Search term "utils": work out how many lines of the data below contain it, and answer with that number alone.

• • • • •

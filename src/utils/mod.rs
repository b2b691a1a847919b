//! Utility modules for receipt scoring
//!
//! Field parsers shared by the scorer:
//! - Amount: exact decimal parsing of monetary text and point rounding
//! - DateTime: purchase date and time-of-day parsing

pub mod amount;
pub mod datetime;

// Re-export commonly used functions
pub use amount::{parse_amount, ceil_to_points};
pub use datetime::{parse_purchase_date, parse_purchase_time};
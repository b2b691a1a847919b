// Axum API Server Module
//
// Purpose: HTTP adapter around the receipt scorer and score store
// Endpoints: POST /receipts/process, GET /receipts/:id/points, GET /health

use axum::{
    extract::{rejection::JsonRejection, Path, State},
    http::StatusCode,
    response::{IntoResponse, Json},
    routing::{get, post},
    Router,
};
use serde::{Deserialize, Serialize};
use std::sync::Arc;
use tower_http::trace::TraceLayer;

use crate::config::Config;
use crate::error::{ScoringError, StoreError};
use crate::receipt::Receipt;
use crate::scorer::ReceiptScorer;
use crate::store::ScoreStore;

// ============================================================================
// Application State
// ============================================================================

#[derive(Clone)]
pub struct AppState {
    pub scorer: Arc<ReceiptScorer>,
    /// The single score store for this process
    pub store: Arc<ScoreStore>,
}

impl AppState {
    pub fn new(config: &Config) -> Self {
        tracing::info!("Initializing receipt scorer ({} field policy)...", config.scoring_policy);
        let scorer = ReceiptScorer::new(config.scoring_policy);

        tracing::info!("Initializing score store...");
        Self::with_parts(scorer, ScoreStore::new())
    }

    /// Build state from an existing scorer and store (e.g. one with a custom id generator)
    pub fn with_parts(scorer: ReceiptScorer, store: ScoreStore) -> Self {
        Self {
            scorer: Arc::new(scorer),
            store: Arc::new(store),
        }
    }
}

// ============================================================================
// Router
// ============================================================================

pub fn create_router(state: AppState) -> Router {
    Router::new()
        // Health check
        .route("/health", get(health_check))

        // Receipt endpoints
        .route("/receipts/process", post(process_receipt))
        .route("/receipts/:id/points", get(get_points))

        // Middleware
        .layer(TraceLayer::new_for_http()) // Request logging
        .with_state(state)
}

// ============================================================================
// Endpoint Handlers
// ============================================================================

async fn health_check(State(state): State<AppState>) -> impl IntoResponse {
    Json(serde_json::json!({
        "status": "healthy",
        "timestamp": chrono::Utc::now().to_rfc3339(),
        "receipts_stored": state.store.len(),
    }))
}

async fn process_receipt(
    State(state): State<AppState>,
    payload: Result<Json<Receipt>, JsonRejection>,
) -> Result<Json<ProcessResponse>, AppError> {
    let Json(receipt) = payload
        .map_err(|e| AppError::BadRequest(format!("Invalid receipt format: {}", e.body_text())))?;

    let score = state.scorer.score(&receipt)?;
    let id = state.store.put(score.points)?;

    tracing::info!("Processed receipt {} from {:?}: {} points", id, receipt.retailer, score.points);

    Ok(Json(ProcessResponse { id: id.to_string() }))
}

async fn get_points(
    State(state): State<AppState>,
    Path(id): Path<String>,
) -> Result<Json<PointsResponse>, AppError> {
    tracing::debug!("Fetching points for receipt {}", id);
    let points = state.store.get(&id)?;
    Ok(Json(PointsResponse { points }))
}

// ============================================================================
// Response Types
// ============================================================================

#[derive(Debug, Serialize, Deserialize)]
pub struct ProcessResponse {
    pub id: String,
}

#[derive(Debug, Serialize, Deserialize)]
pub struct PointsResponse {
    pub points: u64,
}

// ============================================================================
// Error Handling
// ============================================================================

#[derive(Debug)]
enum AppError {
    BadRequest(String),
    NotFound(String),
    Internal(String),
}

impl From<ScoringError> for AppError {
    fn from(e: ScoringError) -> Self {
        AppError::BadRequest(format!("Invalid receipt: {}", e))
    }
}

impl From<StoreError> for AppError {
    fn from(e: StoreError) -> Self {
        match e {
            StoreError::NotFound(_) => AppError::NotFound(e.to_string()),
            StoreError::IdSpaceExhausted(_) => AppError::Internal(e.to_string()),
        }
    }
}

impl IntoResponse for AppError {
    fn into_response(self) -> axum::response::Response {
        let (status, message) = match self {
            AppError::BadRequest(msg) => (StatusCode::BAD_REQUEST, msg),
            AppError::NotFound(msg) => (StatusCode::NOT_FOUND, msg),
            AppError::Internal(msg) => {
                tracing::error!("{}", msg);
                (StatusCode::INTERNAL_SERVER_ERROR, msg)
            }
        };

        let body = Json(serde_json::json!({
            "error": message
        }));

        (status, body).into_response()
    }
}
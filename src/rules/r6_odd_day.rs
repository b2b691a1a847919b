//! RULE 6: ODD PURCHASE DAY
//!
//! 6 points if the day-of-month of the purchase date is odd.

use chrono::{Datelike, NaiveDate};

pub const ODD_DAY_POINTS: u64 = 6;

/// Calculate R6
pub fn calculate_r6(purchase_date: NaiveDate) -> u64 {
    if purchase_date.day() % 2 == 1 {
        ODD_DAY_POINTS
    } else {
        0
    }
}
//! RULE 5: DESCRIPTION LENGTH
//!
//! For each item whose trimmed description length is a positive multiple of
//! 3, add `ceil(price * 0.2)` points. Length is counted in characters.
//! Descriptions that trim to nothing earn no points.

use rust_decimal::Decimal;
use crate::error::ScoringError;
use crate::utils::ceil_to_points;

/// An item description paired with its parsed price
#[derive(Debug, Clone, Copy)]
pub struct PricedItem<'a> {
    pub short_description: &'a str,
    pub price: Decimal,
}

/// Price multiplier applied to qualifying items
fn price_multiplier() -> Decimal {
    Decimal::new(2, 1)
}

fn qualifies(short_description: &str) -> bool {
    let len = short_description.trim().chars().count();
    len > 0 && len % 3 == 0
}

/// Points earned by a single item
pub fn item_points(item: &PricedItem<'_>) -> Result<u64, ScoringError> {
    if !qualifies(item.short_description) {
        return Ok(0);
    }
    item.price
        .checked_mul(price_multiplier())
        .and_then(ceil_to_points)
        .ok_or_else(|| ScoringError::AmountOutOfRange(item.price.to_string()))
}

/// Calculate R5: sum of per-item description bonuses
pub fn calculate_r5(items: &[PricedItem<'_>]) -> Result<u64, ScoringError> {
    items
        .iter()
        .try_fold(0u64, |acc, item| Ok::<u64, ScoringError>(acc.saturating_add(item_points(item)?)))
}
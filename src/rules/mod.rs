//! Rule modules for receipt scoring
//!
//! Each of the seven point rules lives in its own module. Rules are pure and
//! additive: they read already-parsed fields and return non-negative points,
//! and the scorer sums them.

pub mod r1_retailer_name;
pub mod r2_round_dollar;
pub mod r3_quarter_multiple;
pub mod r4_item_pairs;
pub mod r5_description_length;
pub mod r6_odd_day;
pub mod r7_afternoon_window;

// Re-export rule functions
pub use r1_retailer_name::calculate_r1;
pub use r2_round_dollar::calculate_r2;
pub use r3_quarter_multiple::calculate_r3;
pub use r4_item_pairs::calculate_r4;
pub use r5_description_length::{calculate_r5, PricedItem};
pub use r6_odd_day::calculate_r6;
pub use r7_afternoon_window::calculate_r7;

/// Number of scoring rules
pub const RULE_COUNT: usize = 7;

• • • • •

* OUTPUT OF THE TASK *
2